As Mark Steyn writes in his weekly syndicated column, Obamacare is well worth the price to Democrats:
Once the state swells to a certain size, the people available to fill the ever-expanding number of government jobs will be statists – sometimes hard-core Marxist statists, sometimes social-engineering multiculti statists, sometimes fluffily “compassionate” statists, but always statists. The short history of the post-war welfare state is that you don’t need a president-for-life if you’ve got a bureaucracy-for-life: The people can elect “conservatives,” as the Germans have done and the British are about to do, and the Left is mostly relaxed about it because, in all but exceptional cases (Thatcher), they fulfill the same function in the system as the first-year boys at wintry English boarding schools who, for tuppence-ha’penny or some such, would agree to go and warm the seat in the unheated lavatories until the prefects strolled in and took their rightful place.

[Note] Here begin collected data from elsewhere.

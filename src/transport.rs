//! Byte transport to the board.
//!
//! The [`Transport`] trait is the only seam between the protocol logic and the
//! serial hardware. Reads are bounded by a timeout; an expired read is not an
//! error, it simply ends the capture early.

use std::io::{ErrorKind, Read, Write};
use std::time::{Duration, Instant};

use serialport::{ClearBuffer, SerialPort};
use tracing::{debug, info};

use crate::config::SerialConfig;
use crate::error::TransportError;

/// Bytes collected by a bounded read.
#[derive(Debug, Clone, Default, PartialEq, Eq)]
pub struct Capture {
    pub bytes: Vec<u8>,
    /// True only when the capture ends with the marker that was searched for.
    pub terminated: bool,
}

impl Capture {
    pub fn text(&self) -> String {
        String::from_utf8_lossy(&self.bytes).into_owned()
    }
}

/// Incremental suffix matcher: append one byte at a time, ask whether the
/// buffer now ends with the marker.
#[derive(Debug, Clone)]
pub struct MarkerScanner {
    marker: Vec<u8>,
    buffer: Vec<u8>,
}

impl MarkerScanner {
    pub fn new(marker: &[u8]) -> Self {
        Self {
            marker: marker.to_vec(),
            buffer: Vec::new(),
        }
    }

    /// Appends `byte` and reports whether the marker has just been completed.
    pub fn push(&mut self, byte: u8) -> bool {
        self.buffer.push(byte);
        !self.marker.is_empty() && self.buffer.ends_with(&self.marker)
    }

    pub fn into_capture(self, terminated: bool) -> Capture {
        Capture {
            bytes: self.buffer,
            terminated,
        }
    }
}

/// A blocking, timeout-bounded duplex byte channel.
pub trait Transport {
    fn write_all(&mut self, bytes: &[u8]) -> Result<(), TransportError>;

    /// Reads one byte, waiting at most `timeout`. `Ok(None)` means the wait expired.
    fn read_byte(&mut self, timeout: Duration) -> Result<Option<u8>, TransportError>;

    /// Drops anything the device sent that nobody has read yet.
    fn discard_input(&mut self) -> Result<(), TransportError>;

    /// Reads until the captured bytes end with `marker` or `timeout` elapses,
    /// handing every byte to `observer` as it arrives.
    fn read_until_observed(
        &mut self,
        marker: &[u8],
        timeout: Duration,
        observer: &mut dyn FnMut(u8),
    ) -> Result<Capture, TransportError> {
        let deadline = Instant::now().checked_add(timeout);
        let mut scanner = MarkerScanner::new(marker);
        loop {
            let remaining = remaining_until(deadline, timeout);
            if remaining.is_zero() {
                return Ok(scanner.into_capture(false));
            }
            match self.read_byte(remaining)? {
                Some(byte) => {
                    observer(byte);
                    if scanner.push(byte) {
                        return Ok(scanner.into_capture(true));
                    }
                }
                None => return Ok(scanner.into_capture(false)),
            }
        }
    }

    fn read_until(&mut self, marker: &[u8], timeout: Duration) -> Result<Capture, TransportError> {
        self.read_until_observed(marker, timeout, &mut |_| {})
    }

    /// Reads `n` bytes, or fewer if `timeout` elapses first.
    fn read_exact(&mut self, n: usize, timeout: Duration) -> Result<Vec<u8>, TransportError> {
        let deadline = Instant::now().checked_add(timeout);
        let mut bytes = Vec::with_capacity(n);
        while bytes.len() < n {
            let remaining = remaining_until(deadline, timeout);
            if remaining.is_zero() {
                break;
            }
            match self.read_byte(remaining)? {
                Some(byte) => bytes.push(byte),
                None => break,
            }
        }
        Ok(bytes)
    }
}

/// Time left before `deadline`. A timeout too large to be represented as an
/// `Instant` has no deadline, so every read may wait the full `timeout`.
fn remaining_until(deadline: Option<Instant>, timeout: Duration) -> Duration {
    match deadline {
        Some(deadline) => deadline.saturating_duration_since(Instant::now()),
        None => timeout,
    }
}

impl<T: Transport + ?Sized> Transport for Box<T> {
    fn write_all(&mut self, bytes: &[u8]) -> Result<(), TransportError> {
        (**self).write_all(bytes)
    }

    fn read_byte(&mut self, timeout: Duration) -> Result<Option<u8>, TransportError> {
        (**self).read_byte(timeout)
    }

    fn discard_input(&mut self) -> Result<(), TransportError> {
        (**self).discard_input()
    }
}

/// A serial port opened through `serialport`. The handle is closed when this
/// value is dropped.
pub struct SerialTransport {
    port: Box<dyn SerialPort>,
    name: String,
    current_timeout: Duration,
}

impl SerialTransport {
    pub fn open(config: &SerialConfig) -> Result<Self, TransportError> {
        let port = serialport::new(&config.port, config.baud)
            .timeout(config.timeout().min(MAX_READ_TIMEOUT))
            .open()
            .map_err(|source| TransportError::Open {
                port: config.port.clone(),
                source,
            })?;
        info!(port = %config.port, baud = config.baud, "serial port opened");
        Ok(Self {
            port,
            name: config.port.clone(),
            current_timeout: config.timeout().min(MAX_READ_TIMEOUT),
        })
    }
}

/// Port timeouts closer than this to the one already set are not reapplied.
/// A read may overrun the capture deadline by at most this much.
const RETIME_SLACK: Duration = Duration::from_millis(50);

/// Longest single blocking read; the capture deadline bounds the total.
const MAX_READ_TIMEOUT: Duration = Duration::from_secs(60);

fn needs_retime(current: Duration, wanted: Duration) -> bool {
    let drift = if current > wanted {
        current - wanted
    } else {
        wanted - current
    };
    drift > RETIME_SLACK
}

impl Transport for SerialTransport {
    fn write_all(&mut self, bytes: &[u8]) -> Result<(), TransportError> {
        self.port.write_all(bytes)?;
        self.port.flush()?;
        Ok(())
    }

    fn read_byte(&mut self, timeout: Duration) -> Result<Option<u8>, TransportError> {
        let timeout = timeout.min(MAX_READ_TIMEOUT);
        if needs_retime(self.current_timeout, timeout) {
            self.port.set_timeout(timeout)?;
            self.current_timeout = timeout;
        }
        let mut buf = [0u8; 1];
        match self.port.read(&mut buf) {
            Ok(0) => Ok(None),
            Ok(_) => Ok(Some(buf[0])),
            Err(ref e) if e.kind() == ErrorKind::TimedOut || e.kind() == ErrorKind::WouldBlock => {
                Ok(None)
            }
            Err(e) => Err(e.into()),
        }
    }

    fn discard_input(&mut self) -> Result<(), TransportError> {
        self.port.clear(ClearBuffer::Input)?;
        Ok(())
    }
}

impl Drop for SerialTransport {
    fn drop(&mut self) {
        debug!(port = %self.name, "serial port closed");
    }
}

/// Names of the serial ports the OS currently reports.
pub fn list_ports() -> Result<Vec<String>, TransportError> {
    Ok(serialport::available_ports()?
        .into_iter()
        .map(|port| port.port_name)
        .collect())
}

#[cfg(test)]
mod tests {
    use super::*;
    use std::collections::VecDeque;

    /// Replays a fixed byte stream, then reports expiry forever.
    struct Replay(VecDeque<u8>);

    impl Transport for Replay {
        fn write_all(&mut self, _bytes: &[u8]) -> Result<(), TransportError> {
            Ok(())
        }

        fn read_byte(&mut self, _timeout: Duration) -> Result<Option<u8>, TransportError> {
            Ok(self.0.pop_front())
        }

        fn discard_input(&mut self) -> Result<(), TransportError> {
            self.0.clear();
            Ok(())
        }
    }

    fn replay(bytes: &[u8]) -> Replay {
        Replay(bytes.iter().copied().collect())
    }

    const SECOND: Duration = Duration::from_secs(1);

    #[test]
    fn scanner_detects_marker_suffix() {
        let mut scanner = MarkerScanner::new(b"m-ready\r\n");
        let hits: Vec<bool> = b"xm-ready\r\n".iter().map(|&b| scanner.push(b)).collect();
        assert_eq!(hits.iter().filter(|&&h| h).count(), 1);
        assert!(*hits.last().unwrap());
    }

    #[test]
    fn read_until_stops_at_first_marker() {
        let mut t = replay(b"hello m-ready\r\nleftover");
        let capture = t.read_until(b"m-ready\r\n", SECOND).unwrap();
        assert!(capture.terminated);
        assert_eq!(capture.text(), "hello m-ready\r\n");
        assert_eq!(t.0.len(), b"leftover".len());
    }

    #[test]
    fn marker_mid_stream_without_crlf_does_not_terminate() {
        let mut t = replay(b"m-ready then more m-ready\r\n");
        let capture = t.read_until(b"m-ready\r\n", SECOND).unwrap();
        assert!(capture.terminated);
        assert_eq!(capture.bytes.len(), 27);
    }

    #[test]
    fn read_until_returns_partial_capture_on_expiry() {
        let mut t = replay(b"m-lap-us-100\r\n");
        let capture = t.read_until(b"m-ready\r\n", SECOND).unwrap();
        assert!(!capture.terminated);
        assert_eq!(capture.text(), "m-lap-us-100\r\n");
    }

    #[test]
    fn observer_sees_every_byte() {
        let mut t = replay(b"..m-ready\r\n");
        let mut seen = Vec::new();
        let capture = t
            .read_until_observed(b"m-ready\r\n", SECOND, &mut |b| seen.push(b))
            .unwrap();
        assert_eq!(seen, capture.bytes);
    }

    #[test]
    fn read_exact_short_on_expiry() {
        let mut t = replay(b"abc");
        assert_eq!(t.read_exact(2, SECOND).unwrap(), b"ab");
        assert_eq!(t.read_exact(5, SECOND).unwrap(), b"c");
    }

    #[test]
    fn open_missing_port_fails() {
        let config = SerialConfig {
            port: "/dev/definitely-not-a-serial-port".into(),
            ..SerialConfig::default()
        };
        let result = SerialTransport::open(&config);
        assert!(matches!(result, Err(TransportError::Open { .. })));
    }

    #[test]
    fn unbounded_timeout_has_no_deadline() {
        let huge = Duration::from_secs(u64::MAX);
        let mut t = replay(b"m-ready\r\nxyz");
        assert!(t.read_until(b"m-ready\r\n", huge).unwrap().terminated);
        assert_eq!(t.read_exact(5, huge).unwrap(), b"xyz");
        assert_eq!(remaining_until(None, huge), huge);
    }

    #[test]
    fn port_timeout_is_reapplied_only_on_real_change() {
        assert!(!needs_retime(SECOND, SECOND - Duration::from_millis(3)));
        assert!(!needs_retime(SECOND, SECOND + RETIME_SLACK));
        assert!(needs_retime(SECOND, Duration::from_millis(100)));
        assert!(needs_retime(Duration::from_millis(100), SECOND));
    }
}
//! Labeled test cases and the CSV loader for them.
//!
//! The label file has a header row followed by `filename,<unused>,transcript`
//! rows. Fields may be double-quoted; `""` inside quotes is a literal quote.

use std::path::{Path, PathBuf};

use tracing::debug;

use crate::error::SetupError;

#[derive(Debug, Clone, PartialEq, Eq)]
pub struct TestCase {
    pub input_path: PathBuf,
    /// Lowercased, trimmed reference transcript.
    pub expected_text: String,
}

impl TestCase {
    pub fn new(input_path: impl Into<PathBuf>, expected_text: &str) -> Self {
        Self {
            input_path: input_path.into(),
            expected_text: expected_text.trim().to_lowercase(),
        }
    }
}

pub fn load_test_cases(path: &Path) -> Result<Vec<TestCase>, SetupError> {
    if !path.exists() {
        return Err(SetupError::MissingFile(path.to_path_buf()));
    }
    let content = std::fs::read_to_string(path).map_err(|source| SetupError::Read {
        path: path.to_path_buf(),
        source,
    })?;
    let cases = parse_test_cases(&content, path)?;
    if cases.is_empty() {
        return Err(SetupError::EmptyDataset(path.to_path_buf()));
    }
    Ok(cases)
}

/// Parses label rows; `origin` is only used in error messages.
pub fn parse_test_cases(content: &str, origin: &Path) -> Result<Vec<TestCase>, SetupError> {
    let mut cases = Vec::new();
    for (index, line) in content.lines().enumerate().skip(1) {
        if line.trim().is_empty() {
            continue;
        }
        let fields = split_record(line);
        if fields.len() < 3 {
            return Err(SetupError::MalformedRow {
                path: origin.to_path_buf(),
                line: index + 1,
                columns: fields.len(),
            });
        }
        let case = TestCase::new(fields[0].trim(), &fields[2]);
        debug!(input = %case.input_path.display(), truth = %case.expected_text, "loaded test case");
        cases.push(case);
    }
    Ok(cases)
}

/// Every referenced input file must exist before the board is touched.
pub fn check_inputs_exist(cases: &[TestCase]) -> Result<(), SetupError> {
    match cases.iter().find(|case| !case.input_path.exists()) {
        Some(case) => Err(SetupError::MissingFile(case.input_path.clone())),
        None => Ok(()),
    }
}

/// Reads a raw payload file, optionally insisting on an exact size.
pub fn read_payload(path: &Path, expected_len: Option<usize>) -> Result<Vec<u8>, SetupError> {
    if !path.exists() {
        return Err(SetupError::MissingFile(path.to_path_buf()));
    }
    let bytes = std::fs::read(path).map_err(|source| SetupError::Read {
        path: path.to_path_buf(),
        source,
    })?;
    match expected_len {
        Some(expected) if bytes.len() != expected => Err(SetupError::WrongSize {
            path: path.to_path_buf(),
            expected,
            actual: bytes.len(),
        }),
        _ => Ok(bytes),
    }
}

fn split_record(line: &str) -> Vec<String> {
    let mut fields = Vec::new();
    let mut field = String::new();
    let mut in_quotes = false;
    let mut chars = line.chars().peekable();
    while let Some(c) = chars.next() {
        match (c, in_quotes) {
            ('"', true) if chars.peek() == Some(&'"') => {
                field.push('"');
                chars.next();
            }
            ('"', _) => in_quotes = !in_quotes,
            (',', false) => fields.push(std::mem::take(&mut field)),
            _ => field.push(c),
        }
    }
    fields.push(field);
    fields
}
//! In-memory stand-in for the benchmark firmware, driven through the
//! `Transport` trait.

#![allow(dead_code)]

use std::collections::VecDeque;
use std::io;
use std::time::Duration;

use cfu_bench::config::ProtocolConfig;
use cfu_bench::{Session, Transport, TransportError};

pub const READY: &str = "m-ready\r\n";

/// What the board prints in response to `infer`.
#[derive(Debug, Clone)]
pub enum InferReply {
    /// Two lap markers `start`/`end` and a decoded transcript.
    Text { start: u64, end: u64, text: String },
    /// Two timestamp markers and the raw int8 tensor.
    Values { start: u64, end: u64, values: Vec<i8> },
    /// Arbitrary output, terminated with the readiness marker.
    Raw(String),
    /// Some output, then nothing: the readiness marker never comes.
    Hang(String),
}

#[derive(Debug, PartialEq)]
enum BoardError {
    /// Command text has no known prefix.
    UnknownCommand(String),
    /// `db` payload is not valid hex.
    InvalidHex,
    /// Data arrived without a preceding `db load`.
    NotLoading,
}

#[derive(Debug, Default)]
pub struct FakeBoard {
    pub inbound: String,
    pub outbound: VecDeque<u8>,
    pub benchmark_mode: bool,
    pub expected_len: usize,
    pub is_loading: bool,
    pub chunks_acked: usize,
    /// Every complete command received, in order.
    pub commands: Vec<String>,
    /// Bytes reassembled from `db <hex>%` commands since the last `db load`.
    pub loaded: Vec<u8>,
    /// Queued replies, one per `infer`; the default reply is used when empty.
    pub replies: VecDeque<InferReply>,
    /// Stop acknowledging data chunks once this many have been acked.
    pub ack_limit: Option<usize>,
    /// Never show the project prompt.
    pub mute_menu: bool,
    /// Accept `db load` without acknowledging it.
    pub mute_load: bool,
    /// Make every write fail as if the cable was pulled.
    pub unplugged: bool,
}

impl FakeBoard {
    pub fn new() -> Self {
        Self::default()
    }

    pub fn with_replies(replies: impl IntoIterator<Item = InferReply>) -> Self {
        Self {
            replies: replies.into_iter().collect(),
            ..Self::default()
        }
    }

    pub fn data_commands(&self) -> usize {
        self.commands.iter().filter(|c| c.starts_with("db ") && !c.starts_with("db load")).count()
    }

    fn reply(&mut self, text: &str) {
        self.outbound.extend(text.as_bytes());
    }

    fn feed(&mut self) {
        loop {
            let terminator = if self.benchmark_mode { '%' } else { '\n' };
            let Some(end) = self.inbound.find(terminator) else {
                return;
            };
            let frame: String = self.inbound.drain(..=end).collect();
            self.commands.push(frame.clone());
            let body = frame.trim_end_matches(terminator).trim().to_string();
            if self.benchmark_mode {
                if let Err(e) = self.process_command(&body) {
                    self.reply(&format!("e-[{e:?}]\r\n{READY}"));
                }
            } else {
                self.process_menu_key(&body);
            }
        }
    }

    fn process_menu_key(&mut self, key: &str) {
        match key {
            "3" if !self.mute_menu => self.reply("\r\nProject Menu\r\n w: Wav2letter Tests\r\n b: Benchmark\r\nproject> "),
            "b" => {
                self.benchmark_mode = true;
                self.reply(&format!("Initializing\r\n{READY}"));
            }
            _ => {}
        }
    }

    fn process_command(&mut self, body: &str) -> Result<(), BoardError> {
        if body == "name" {
            self.reply(&format!("m-name-[wav2letter]\r\n{READY}"));
        } else if let Some(len) = body.strip_prefix("db load ") {
            self.expected_len = len.trim().parse().map_err(|_| BoardError::UnknownCommand(body.into()))?;
            self.loaded.clear();
            self.is_loading = true;
            if !self.mute_load {
                self.reply(&format!("m-[Expecting {} bytes]\r\n{READY}", self.expected_len));
            }
        } else if let Some(hex) = body.strip_prefix("db ") {
            if !self.is_loading {
                return Err(BoardError::NotLoading);
            }
            let bytes = decode_hex(hex).ok_or(BoardError::InvalidHex)?;
            self.loaded.extend(bytes);
            if self.ack_limit.is_some_and(|limit| self.chunks_acked >= limit) {
                return Ok(());
            }
            self.chunks_acked += 1;
            if self.loaded.len() >= self.expected_len {
                self.is_loading = false;
                self.reply("m-load-done\r\n");
            }
            self.reply(READY);
        } else if body.starts_with("infer") {
            let reply = self.replies.pop_front().unwrap_or(InferReply::Text {
                start: 0,
                end: 1000,
                text: String::new(),
            });
            self.reply(&render(&reply));
        } else {
            return Err(BoardError::UnknownCommand(body.to_string()));
        }
        Ok(())
    }
}

fn render(reply: &InferReply) -> String {
    match reply {
        InferReply::Text { start, end, text } => format!(
            "m-lap-us-{start}\r\n....\r\nm-lap-us-{end}\r\nm-results-s[{text}]\r\n{READY}"
        ),
        InferReply::Values { start, end, values } => {
            let csv: Vec<String> = values.iter().map(|v| v.to_string()).collect();
            format!(
                "m-timestamp-{start}\r\nm-timestamp-{end}\r\nm-results-[{}]\r\n{READY}",
                csv.join(",")
            )
        }
        InferReply::Raw(text) => format!("{text}{READY}"),
        InferReply::Hang(text) => text.clone(),
    }
}

fn decode_hex(hex: &str) -> Option<Vec<u8>> {
    if hex.len() % 2 != 0 {
        return None;
    }
    (0..hex.len())
        .step_by(2)
        .map(|i| u8::from_str_radix(hex.get(i..i + 2)?, 16).ok())
        .collect()
}

impl Transport for FakeBoard {
    fn write_all(&mut self, bytes: &[u8]) -> Result<(), TransportError> {
        if self.unplugged {
            return Err(io::Error::new(io::ErrorKind::BrokenPipe, "device disconnected").into());
        }
        self.inbound.push_str(&String::from_utf8_lossy(bytes));
        self.feed();
        Ok(())
    }

    fn read_byte(&mut self, _timeout: Duration) -> Result<Option<u8>, TransportError> {
        Ok(self.outbound.pop_front())
    }

    fn discard_input(&mut self) -> Result<(), TransportError> {
        self.outbound.clear();
        Ok(())
    }
}

/// Protocol settings with no menu pause and no stdout echo.
pub fn test_protocol(payload_len: usize, chunk_size: usize) -> ProtocolConfig {
    ProtocolConfig {
        payload_len,
        chunk_size,
        menu_settle_ms: 0,
        echo_inference: false,
        ..ProtocolConfig::functional()
    }
}

pub fn session(board: FakeBoard, protocol: ProtocolConfig) -> Session<FakeBoard> {
    Session::new(board, protocol, Duration::from_millis(50)).unwrap()
}

pub fn payload(len: usize) -> Vec<u8> {
    (0..len).map(|i| (i * 7 % 256) as u8).collect()
}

Republicans are good at keeping the seat warm. A bigtime GOP consultant was on TV, crowing that Republicans wanted the Dems to pass Obamacare because it’s so unpopular it will guarantee a GOP sweep in November.
OK, then what? You’ll roll it back – like you’ve rolled back all those other unsustainable entitlements premised on cobwebbed actuarial tables from 80 years ago? Like you’ve undone the federal Department of Education and of Energy and all the other nickel’n’dime novelties of even a universally reviled one-term loser like Jimmy Carter? Andrew McCarthy concluded a shrewd analysis of the political realities thus:
“Health care is a loser for the Left only if the Right has the steel to undo it. The Left is banking on an absence of steel. Why is that a bad bet?”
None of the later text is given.